Come deve essere un buon materasso?
Né troppo duro, né troppo morbido, con la funzione di sostenere e accogliere il corpo durante il sonno. Semplice, no? In realtà abbiamo detto tutto e niente, perché le variabili personali sono davvero tante, a cominciare da quelle fisiche: siamo fatti ognuno in modo diverso, per peso, dimensione, costituzione, termoregolazione corporea, per non parlare poi delle abitudini.
C’è chi dorme di schiena, chi si appoggia su un fianco, o chi preferisce starsene a pancia in giù. Chi si rotola e si muove durante il sonno, chi suda molto e chi dice di dormire come un sasso, ma poi si ritrova coi dolori. Chi fa spesso l’amore e chi ha dei marmocchi che confondono il letto con un gonfiabile per il rimbalzo. Il consiglio più importante rimane quello di provare per credere. Davanti a un negozio di materassi non bisogna esitare: sdraiatevi comodamente, provate a girarvi, provate un modello e provatene un altro ancora. Fidarsi della sensazione del momento può però essere utile quanto fuorviante, per via di tutta una serie di fattori e condizionamenti che al momento dell’acquisto – i venditori lo sanno bene – fanno la differenza. Qualche nozione di partenza sarà bene quindi averla già masticata, in modo da non farsi abbindolare con troppa facilità.
Conoscere i dati tecnici
Ripetiamo: la sensazione che si prova a sdraiati rimane fondamentale. Ma intorno al cuscino si sono raccontate tante favole e alcune finiscono per pregiudicare l’obiettività necessaria all’acquisto. La favola più diffusa dagli anni ’70 in poi è che il corpo riposi meglio su superfici rigide. E così i materassi più duri si sono guadagnati il titolo pseudo-scientifico di materassi ortopedici.

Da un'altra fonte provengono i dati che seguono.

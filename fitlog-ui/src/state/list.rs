//! List View State
//!
//! The collection shown in the table, the series derived from it, and the
//! fetch/delete flows that keep them current.

use super::model::Student;
use super::series::DashboardSeries;
use super::{StateCell, ViewError};
use crate::api::{ApiError, StudentApi};
use crate::console;

/// Identifies one collection fetch; later fetches carry larger tickets
#[derive(Clone, Copy, Debug, PartialEq, Eq, PartialOrd, Ord)]
pub struct FetchTicket(u64);

#[derive(Clone, Debug, Default, PartialEq)]
pub struct ListState {
    pub students: Vec<Student>,
    pub series: DashboardSeries,
    pub error: Option<ViewError>,
    /// Set until the first fetch settles
    pub loaded: bool,
    issued: u64,
    applied: u64,
}

impl ListState {
    pub fn begin_fetch(&mut self) -> FetchTicket {
        self.issued += 1;
        FetchTicket(self.issued)
    }

    /// Apply a fetch result unless a newer one has already landed.
    ///
    /// A failure keeps the current rows and series and raises the banner.
    pub fn apply_fetch(
        &mut self,
        ticket: FetchTicket,
        result: Result<Vec<Student>, ApiError>,
    ) -> bool {
        if ticket.0 <= self.applied {
            return false;
        }
        self.applied = ticket.0;
        self.loaded = true;

        match result {
            Ok(students) => {
                self.series = DashboardSeries::from_students(&students);
                self.students = students;
                self.error = None;
            }
            Err(_) => self.error = Some(ViewError::FetchAll),
        }
        true
    }

    pub fn fail_delete(&mut self) {
        self.error = Some(ViewError::Delete);
    }
}

/// Fetch the whole collection into `state`
pub async fn refresh<A, S>(api: &A, state: &S)
where
    A: StudentApi,
    S: StateCell<ListState>,
{
    let Some(ticket) = state.modify(ListState::begin_fetch) else {
        return;
    };

    let result = api.fetch_all().await;
    if let Err(e) = &result {
        console::error(&format!("Failed to fetch students: {}", e));
    }

    state.modify(|s| s.apply_fetch(ticket, result));
}

/// Delete one entry, then re-fetch the collection.
///
/// `on_deleted` runs between the two, while the view is still mounted.
pub async fn delete_and_refresh<A, S>(api: &A, state: &S, id: &str, on_deleted: impl FnOnce())
where
    A: StudentApi,
    S: StateCell<ListState>,
{
    match api.delete(id).await {
        Ok(()) => {
            if state.modify(|_| ()).is_none() {
                return;
            }
            on_deleted();
            refresh(api, state).await;
        }
        Err(e) => {
            console::error(&format!("Failed to delete student {}: {}", id, e));
            state.modify(ListState::fail_delete);
        }
    }
}
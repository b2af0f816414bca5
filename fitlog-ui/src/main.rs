//! fitlog Dashboard
//!
//! Fitness log dashboard built with Leptos (WASM).
//!
//! # Features
//!
//! - Charts of pushups, distance run and weight lifted per entry date
//! - Table of all entries with edit and delete
//! - Edit form saving the whole entry
//!
//! # Architecture
//!
//! This is a client-side rendered (CSR) Leptos application that compiles to
//! WebAssembly. It talks to the fitlog record service over HTTP; see
//! [`api::client::get_api_base`] for how the service URL is chosen.

use leptos::*;

mod api;
mod app;
mod components;
mod console;
mod pages;
mod state;

fn main() {
    // Set up panic hook for better error messages in WASM
    console_error_panic_hook::set_once();

    mount_to_body(|| view! { <app::App /> });
}
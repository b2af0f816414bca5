//! Application State
//!
//! Shared state accessible by all API handlers.
//! Wrapped in Arc for thread-safe sharing across async tasks.

use crate::config::ApiConfig;
use crate::storage::RecordStore;
use chrono::{DateTime, Utc};
use std::sync::Arc;
use std::time::Instant;

/// Shared application state for all handlers
#[derive(Clone)]
pub struct AppState {
    /// Record store backing the student collection
    pub store: Arc<RecordStore>,
    /// API configuration
    pub config: Arc<ApiConfig>,
    /// Server start time for uptime tracking
    pub start_time: Instant,
    /// Wall-clock start time reported by the health endpoint
    pub started_at: DateTime<Utc>,
}

impl AppState {
    pub fn new(store: Arc<RecordStore>, config: ApiConfig) -> Self {
        Self {
            store,
            config: Arc::new(config),
            start_time: Instant::now(),
            started_at: Utc::now(),
        }
    }

    /// Get server uptime in seconds
    pub fn uptime_seconds(&self) -> u64 {
        self.start_time.elapsed().as_secs()
    }
}
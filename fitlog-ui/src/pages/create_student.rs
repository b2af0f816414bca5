//! Create Student Page
//!
//! Placeholder for the creation route; entries are added through the
//! `fitlog import` command or `POST /save` for now.

use leptos::*;
use leptos_router::*;

#[component]
pub fn CreateStudent() -> impl IntoView {
    view! {
        <div class="flex flex-col items-center justify-center min-h-[40vh] text-center">
            <h1 class="text-3xl font-bold mb-2">"Create Student"</h1>
            <p class="text-gray-400 mb-6">"New entries can't be created from the dashboard yet."</p>
            <A
                href="/"
                class="px-6 py-3 bg-primary-600 hover:bg-primary-700 rounded-lg font-medium transition-colors"
            >
                "Back to Dashboard"
            </A>
        </div>
    }
}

I medici e gli operatori professionali oggi tendono invece a pensare che sia il materasso a doversi adattare alla forma della schiena e non viceversa. Il tempo delle penitenze sembrerebbe finito. La scelta sul grado di durezza andrebbe ben ponderata in base a sensibilità e caratteristiche soggettive, come il peso e le consuetudini. Chi è abituato a dormire sul fianco dovrà assicurarsi che le spalle riescano ad affondare bene nel letto, per consentire una disposizione più bilanciata della colonna vertebrale. Chi dorme sulla schiena, che rimane la posizione più «accomodante» per la colonna vertebrale, potrà invece giovarsi anche di un materasso più duro, facendo in modo che la parte superiore del corpo resti ben sostenuta.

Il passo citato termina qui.